[Dataset records — start]

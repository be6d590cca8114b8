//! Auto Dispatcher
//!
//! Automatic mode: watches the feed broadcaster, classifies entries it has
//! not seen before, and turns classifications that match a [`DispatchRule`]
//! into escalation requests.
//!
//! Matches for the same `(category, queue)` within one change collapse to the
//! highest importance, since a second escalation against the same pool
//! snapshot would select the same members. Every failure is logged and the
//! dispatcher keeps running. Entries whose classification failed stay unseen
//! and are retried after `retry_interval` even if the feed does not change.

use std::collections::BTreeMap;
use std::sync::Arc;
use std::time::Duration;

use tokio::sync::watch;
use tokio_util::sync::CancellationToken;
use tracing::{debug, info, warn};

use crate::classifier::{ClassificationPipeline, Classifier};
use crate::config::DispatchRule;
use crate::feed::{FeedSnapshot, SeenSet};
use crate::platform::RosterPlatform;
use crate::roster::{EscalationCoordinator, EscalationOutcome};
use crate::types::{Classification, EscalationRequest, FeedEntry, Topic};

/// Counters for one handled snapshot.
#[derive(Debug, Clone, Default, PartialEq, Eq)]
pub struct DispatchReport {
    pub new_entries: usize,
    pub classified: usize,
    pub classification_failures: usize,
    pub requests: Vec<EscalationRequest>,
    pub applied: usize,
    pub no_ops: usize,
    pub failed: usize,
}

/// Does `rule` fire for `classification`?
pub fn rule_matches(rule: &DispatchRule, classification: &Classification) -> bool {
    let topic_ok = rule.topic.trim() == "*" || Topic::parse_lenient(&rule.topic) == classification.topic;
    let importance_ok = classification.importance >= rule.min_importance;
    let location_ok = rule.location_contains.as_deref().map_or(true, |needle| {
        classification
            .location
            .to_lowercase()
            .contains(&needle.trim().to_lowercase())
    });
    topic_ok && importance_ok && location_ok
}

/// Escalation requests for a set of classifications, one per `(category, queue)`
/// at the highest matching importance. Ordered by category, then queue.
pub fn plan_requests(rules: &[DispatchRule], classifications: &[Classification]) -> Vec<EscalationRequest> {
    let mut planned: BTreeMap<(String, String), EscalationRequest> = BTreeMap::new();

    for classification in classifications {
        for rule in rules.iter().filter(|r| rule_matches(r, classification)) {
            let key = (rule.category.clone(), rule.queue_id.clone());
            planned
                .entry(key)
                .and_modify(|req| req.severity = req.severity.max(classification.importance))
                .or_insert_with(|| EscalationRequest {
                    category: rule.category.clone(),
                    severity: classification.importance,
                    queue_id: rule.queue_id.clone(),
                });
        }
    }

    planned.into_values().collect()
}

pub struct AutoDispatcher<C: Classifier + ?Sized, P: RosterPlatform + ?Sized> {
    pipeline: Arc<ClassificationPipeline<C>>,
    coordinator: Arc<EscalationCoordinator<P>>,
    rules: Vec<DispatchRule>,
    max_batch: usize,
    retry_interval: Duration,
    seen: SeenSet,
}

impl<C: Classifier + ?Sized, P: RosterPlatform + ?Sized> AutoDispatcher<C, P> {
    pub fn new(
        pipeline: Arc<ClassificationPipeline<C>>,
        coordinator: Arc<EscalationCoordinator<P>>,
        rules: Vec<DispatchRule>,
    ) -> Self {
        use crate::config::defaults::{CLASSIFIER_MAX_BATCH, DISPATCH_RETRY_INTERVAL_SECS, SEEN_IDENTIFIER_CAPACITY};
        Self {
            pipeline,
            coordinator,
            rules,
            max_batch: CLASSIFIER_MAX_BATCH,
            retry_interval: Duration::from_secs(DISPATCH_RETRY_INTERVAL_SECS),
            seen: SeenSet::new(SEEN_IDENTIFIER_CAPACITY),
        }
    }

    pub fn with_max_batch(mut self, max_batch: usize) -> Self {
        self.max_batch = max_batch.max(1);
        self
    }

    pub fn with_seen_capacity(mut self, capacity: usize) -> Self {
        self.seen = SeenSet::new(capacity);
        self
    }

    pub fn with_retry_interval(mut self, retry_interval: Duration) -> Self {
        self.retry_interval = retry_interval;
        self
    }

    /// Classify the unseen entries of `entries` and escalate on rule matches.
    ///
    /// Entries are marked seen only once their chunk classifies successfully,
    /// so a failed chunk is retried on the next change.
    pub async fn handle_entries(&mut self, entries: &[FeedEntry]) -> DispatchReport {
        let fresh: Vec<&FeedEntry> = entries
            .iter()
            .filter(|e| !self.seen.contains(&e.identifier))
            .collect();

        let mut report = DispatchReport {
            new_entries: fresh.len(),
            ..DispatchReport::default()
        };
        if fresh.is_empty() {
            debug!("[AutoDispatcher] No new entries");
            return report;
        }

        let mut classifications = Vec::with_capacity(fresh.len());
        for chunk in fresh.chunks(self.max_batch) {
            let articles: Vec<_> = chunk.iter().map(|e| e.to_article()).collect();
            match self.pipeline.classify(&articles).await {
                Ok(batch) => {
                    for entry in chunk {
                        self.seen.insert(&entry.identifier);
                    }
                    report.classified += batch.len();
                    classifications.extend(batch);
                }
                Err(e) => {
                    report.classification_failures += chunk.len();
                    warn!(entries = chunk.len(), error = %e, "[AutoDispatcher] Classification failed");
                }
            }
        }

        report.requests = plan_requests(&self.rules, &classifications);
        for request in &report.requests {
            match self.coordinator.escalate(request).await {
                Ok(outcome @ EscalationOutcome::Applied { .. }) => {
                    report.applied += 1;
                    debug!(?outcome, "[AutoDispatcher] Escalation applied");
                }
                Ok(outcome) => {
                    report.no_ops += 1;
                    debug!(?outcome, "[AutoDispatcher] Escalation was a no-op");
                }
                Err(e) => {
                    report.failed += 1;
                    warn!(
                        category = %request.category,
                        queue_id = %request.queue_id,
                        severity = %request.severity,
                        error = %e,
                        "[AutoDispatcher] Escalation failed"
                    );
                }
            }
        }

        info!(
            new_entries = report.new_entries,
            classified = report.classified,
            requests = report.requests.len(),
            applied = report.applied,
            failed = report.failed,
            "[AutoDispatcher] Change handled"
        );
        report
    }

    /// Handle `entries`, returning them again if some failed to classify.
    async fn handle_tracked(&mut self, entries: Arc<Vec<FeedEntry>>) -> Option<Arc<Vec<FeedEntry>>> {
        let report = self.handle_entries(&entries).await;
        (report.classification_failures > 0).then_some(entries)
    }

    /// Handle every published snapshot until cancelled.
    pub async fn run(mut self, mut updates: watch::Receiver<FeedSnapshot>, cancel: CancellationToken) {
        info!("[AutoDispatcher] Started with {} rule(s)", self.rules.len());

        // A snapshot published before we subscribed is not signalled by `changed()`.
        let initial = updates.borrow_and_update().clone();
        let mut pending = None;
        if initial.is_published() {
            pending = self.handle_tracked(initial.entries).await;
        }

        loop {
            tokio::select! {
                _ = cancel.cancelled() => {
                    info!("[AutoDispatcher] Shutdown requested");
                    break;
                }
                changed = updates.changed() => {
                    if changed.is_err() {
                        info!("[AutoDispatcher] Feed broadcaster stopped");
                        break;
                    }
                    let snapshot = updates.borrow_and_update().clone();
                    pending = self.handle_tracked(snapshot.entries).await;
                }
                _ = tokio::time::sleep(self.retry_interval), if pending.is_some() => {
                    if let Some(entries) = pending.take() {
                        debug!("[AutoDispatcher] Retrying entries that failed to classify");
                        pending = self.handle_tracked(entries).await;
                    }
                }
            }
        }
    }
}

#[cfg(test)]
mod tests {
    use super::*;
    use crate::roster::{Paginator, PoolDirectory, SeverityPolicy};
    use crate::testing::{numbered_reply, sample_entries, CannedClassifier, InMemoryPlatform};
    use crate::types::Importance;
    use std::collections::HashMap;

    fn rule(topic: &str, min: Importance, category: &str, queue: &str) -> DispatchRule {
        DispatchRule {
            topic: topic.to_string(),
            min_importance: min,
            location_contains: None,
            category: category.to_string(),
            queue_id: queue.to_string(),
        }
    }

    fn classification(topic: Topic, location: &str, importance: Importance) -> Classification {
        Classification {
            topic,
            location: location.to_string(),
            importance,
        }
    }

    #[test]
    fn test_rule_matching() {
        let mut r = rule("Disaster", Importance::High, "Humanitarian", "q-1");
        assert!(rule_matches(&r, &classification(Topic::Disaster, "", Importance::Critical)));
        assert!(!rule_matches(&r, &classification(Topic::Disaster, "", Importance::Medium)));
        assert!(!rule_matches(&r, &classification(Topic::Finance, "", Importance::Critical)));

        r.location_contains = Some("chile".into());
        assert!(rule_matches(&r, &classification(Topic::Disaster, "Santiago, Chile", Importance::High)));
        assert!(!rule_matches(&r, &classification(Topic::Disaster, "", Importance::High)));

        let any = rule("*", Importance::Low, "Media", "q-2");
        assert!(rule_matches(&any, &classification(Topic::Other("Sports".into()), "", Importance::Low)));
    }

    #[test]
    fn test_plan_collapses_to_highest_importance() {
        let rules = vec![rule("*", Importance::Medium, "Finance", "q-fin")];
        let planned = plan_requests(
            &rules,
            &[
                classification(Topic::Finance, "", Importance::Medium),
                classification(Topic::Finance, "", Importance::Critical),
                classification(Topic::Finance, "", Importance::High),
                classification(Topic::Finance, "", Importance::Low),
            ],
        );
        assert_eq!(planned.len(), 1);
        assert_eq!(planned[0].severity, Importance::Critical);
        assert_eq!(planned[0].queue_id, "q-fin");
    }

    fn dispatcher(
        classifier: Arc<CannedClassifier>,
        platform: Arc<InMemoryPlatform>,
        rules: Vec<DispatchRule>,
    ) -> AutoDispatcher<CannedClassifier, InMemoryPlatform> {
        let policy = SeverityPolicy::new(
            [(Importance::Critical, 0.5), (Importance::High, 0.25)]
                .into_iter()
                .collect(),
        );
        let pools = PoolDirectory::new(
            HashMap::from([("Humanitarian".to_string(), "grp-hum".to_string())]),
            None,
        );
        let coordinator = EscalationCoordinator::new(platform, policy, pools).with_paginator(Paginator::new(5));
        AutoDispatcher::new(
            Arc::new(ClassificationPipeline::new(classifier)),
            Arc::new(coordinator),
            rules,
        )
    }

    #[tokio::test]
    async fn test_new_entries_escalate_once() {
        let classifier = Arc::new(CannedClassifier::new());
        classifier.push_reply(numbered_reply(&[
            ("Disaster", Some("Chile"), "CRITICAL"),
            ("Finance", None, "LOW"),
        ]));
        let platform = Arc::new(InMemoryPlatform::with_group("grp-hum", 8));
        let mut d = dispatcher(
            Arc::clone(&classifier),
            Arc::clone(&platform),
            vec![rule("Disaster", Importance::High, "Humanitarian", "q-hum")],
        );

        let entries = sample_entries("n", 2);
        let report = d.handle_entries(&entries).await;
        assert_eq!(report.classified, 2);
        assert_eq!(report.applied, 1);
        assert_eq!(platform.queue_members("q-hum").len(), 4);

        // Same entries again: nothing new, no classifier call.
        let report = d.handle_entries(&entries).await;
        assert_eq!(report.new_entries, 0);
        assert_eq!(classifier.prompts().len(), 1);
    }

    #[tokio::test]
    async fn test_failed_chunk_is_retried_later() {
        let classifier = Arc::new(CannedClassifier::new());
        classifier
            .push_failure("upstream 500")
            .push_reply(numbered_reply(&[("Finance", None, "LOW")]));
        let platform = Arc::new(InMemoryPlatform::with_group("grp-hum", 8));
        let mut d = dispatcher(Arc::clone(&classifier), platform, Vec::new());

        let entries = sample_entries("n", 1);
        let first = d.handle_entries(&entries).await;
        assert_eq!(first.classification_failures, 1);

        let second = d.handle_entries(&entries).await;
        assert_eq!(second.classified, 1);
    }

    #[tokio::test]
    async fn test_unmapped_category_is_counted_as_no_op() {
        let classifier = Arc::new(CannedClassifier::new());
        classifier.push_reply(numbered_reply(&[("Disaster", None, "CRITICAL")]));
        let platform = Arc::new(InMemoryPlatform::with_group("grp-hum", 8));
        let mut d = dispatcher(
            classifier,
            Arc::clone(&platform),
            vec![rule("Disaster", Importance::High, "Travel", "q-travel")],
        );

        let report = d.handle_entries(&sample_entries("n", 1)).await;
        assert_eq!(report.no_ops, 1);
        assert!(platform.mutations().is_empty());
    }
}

[Dataset records — finish]
[Dataset records — start]

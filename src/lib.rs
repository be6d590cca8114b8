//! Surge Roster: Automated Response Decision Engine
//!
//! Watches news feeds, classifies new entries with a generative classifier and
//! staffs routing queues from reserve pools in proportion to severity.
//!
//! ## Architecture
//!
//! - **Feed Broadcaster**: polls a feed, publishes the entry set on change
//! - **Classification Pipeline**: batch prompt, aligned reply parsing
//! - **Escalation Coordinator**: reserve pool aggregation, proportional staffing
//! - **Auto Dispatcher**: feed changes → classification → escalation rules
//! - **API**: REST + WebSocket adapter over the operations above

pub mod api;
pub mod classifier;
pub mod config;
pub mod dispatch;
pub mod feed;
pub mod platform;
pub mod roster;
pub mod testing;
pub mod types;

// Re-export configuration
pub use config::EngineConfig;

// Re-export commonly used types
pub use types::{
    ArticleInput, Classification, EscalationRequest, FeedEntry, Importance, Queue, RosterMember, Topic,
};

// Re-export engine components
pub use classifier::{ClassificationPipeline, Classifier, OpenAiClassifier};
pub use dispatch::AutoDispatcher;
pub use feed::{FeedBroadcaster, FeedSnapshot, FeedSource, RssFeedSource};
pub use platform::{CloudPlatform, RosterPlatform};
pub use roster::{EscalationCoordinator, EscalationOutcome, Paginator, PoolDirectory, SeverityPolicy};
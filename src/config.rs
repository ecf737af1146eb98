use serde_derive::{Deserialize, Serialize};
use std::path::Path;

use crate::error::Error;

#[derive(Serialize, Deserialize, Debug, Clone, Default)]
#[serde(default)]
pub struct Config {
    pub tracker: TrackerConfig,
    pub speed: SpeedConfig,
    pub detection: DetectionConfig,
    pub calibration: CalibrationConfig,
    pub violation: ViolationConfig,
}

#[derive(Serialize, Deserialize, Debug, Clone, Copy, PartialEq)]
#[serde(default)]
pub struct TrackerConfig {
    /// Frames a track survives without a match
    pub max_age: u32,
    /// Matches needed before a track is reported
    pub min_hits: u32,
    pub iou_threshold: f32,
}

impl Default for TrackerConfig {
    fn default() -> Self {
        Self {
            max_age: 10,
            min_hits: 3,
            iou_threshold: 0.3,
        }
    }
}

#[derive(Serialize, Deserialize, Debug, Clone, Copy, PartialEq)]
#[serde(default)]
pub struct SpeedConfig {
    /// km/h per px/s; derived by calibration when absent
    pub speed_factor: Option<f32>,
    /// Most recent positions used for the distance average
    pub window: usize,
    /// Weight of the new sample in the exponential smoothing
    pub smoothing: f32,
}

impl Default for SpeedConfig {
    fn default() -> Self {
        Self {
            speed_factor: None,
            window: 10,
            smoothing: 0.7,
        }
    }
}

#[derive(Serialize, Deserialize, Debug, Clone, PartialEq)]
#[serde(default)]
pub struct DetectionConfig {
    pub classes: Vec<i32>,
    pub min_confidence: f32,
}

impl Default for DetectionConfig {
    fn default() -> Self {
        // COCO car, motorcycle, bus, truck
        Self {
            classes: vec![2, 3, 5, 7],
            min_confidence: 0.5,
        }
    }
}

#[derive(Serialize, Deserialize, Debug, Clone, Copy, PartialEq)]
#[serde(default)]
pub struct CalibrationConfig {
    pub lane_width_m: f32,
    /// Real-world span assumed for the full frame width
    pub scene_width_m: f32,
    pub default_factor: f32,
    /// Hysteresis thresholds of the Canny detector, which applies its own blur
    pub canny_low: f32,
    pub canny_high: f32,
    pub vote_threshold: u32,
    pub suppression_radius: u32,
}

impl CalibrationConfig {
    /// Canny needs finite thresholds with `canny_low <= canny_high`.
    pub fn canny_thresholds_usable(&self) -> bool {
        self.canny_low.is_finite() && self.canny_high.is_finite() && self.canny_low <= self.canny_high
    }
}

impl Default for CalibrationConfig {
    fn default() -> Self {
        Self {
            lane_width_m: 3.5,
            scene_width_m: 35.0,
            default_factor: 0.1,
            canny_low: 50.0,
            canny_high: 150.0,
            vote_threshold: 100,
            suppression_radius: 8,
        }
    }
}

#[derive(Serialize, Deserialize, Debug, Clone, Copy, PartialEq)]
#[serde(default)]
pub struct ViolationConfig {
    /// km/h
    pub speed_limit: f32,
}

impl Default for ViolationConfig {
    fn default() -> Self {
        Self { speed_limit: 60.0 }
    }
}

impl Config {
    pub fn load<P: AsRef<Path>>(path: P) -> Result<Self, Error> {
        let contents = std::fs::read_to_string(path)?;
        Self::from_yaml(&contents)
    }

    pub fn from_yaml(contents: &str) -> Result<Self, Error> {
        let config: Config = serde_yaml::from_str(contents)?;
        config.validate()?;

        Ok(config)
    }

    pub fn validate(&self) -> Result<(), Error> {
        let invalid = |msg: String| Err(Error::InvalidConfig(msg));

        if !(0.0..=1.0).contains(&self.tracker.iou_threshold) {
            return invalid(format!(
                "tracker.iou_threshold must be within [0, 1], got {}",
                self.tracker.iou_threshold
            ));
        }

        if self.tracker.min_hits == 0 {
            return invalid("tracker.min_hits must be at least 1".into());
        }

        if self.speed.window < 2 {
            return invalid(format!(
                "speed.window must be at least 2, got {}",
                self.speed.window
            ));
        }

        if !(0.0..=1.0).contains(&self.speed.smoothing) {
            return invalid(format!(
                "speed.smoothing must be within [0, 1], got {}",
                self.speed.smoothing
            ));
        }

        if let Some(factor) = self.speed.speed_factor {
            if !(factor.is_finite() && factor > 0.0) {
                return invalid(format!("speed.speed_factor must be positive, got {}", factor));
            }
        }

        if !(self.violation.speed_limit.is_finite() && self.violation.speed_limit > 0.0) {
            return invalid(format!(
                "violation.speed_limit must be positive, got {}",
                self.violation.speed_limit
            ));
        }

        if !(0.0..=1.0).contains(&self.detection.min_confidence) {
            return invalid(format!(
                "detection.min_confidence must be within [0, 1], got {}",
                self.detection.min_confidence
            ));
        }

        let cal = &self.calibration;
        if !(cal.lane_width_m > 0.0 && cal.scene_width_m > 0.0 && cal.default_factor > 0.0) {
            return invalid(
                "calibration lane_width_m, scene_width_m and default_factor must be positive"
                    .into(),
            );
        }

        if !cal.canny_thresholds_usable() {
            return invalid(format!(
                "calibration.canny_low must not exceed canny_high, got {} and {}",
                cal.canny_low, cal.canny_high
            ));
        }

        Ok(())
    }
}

[Dataset records — finish]
[Dataset records — start]

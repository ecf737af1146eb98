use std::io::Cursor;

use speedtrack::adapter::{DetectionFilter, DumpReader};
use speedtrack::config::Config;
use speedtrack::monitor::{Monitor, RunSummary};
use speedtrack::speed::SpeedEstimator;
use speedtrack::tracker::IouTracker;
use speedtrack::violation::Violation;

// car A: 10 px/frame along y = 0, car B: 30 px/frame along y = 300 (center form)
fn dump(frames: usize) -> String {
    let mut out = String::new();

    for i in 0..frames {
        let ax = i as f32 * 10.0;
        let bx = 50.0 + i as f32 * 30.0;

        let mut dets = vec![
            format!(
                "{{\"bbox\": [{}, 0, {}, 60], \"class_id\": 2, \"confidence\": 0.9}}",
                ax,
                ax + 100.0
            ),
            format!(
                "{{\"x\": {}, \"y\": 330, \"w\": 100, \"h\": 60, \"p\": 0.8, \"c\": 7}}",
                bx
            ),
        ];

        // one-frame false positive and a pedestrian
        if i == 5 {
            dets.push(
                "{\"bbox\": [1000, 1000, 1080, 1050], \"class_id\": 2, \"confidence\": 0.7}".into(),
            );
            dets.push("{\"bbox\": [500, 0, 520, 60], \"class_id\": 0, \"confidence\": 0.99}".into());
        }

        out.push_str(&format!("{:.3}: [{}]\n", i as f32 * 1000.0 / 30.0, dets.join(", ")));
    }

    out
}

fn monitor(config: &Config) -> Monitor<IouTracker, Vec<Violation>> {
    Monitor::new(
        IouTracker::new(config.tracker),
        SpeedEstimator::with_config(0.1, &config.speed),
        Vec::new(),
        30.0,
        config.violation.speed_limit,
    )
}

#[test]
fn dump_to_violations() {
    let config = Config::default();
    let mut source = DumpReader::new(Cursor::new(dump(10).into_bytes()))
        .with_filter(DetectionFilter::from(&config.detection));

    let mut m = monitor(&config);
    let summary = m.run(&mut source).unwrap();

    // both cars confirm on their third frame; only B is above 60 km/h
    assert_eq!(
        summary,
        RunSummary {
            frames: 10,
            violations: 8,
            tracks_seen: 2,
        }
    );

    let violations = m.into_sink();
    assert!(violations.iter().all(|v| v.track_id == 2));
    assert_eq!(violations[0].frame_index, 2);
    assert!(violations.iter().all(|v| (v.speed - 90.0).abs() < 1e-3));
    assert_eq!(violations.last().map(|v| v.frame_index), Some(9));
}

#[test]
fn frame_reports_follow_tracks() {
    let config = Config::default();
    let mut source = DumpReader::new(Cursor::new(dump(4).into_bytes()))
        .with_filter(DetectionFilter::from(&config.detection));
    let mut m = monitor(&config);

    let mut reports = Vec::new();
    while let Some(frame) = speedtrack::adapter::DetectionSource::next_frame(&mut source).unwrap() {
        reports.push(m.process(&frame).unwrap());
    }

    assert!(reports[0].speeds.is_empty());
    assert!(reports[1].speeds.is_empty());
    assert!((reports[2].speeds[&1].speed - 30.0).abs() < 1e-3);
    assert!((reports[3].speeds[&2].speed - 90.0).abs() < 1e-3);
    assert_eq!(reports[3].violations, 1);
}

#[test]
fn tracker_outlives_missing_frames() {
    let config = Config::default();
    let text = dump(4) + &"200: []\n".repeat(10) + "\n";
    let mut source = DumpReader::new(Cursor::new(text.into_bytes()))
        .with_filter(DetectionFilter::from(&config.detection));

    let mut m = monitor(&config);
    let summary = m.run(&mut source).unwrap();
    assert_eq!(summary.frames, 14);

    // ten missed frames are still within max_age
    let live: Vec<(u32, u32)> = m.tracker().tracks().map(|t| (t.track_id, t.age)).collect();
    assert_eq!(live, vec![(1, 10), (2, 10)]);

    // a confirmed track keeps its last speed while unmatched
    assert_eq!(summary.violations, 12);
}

[Dataset records — finish]

Problem requirements
Return every line of the records in which the word "needle" is found.

Written answer
    let location_ok = rule.location_contains.as_deref().map_or(true, |needle| {
            .contains(&needle.trim().to_lowercase())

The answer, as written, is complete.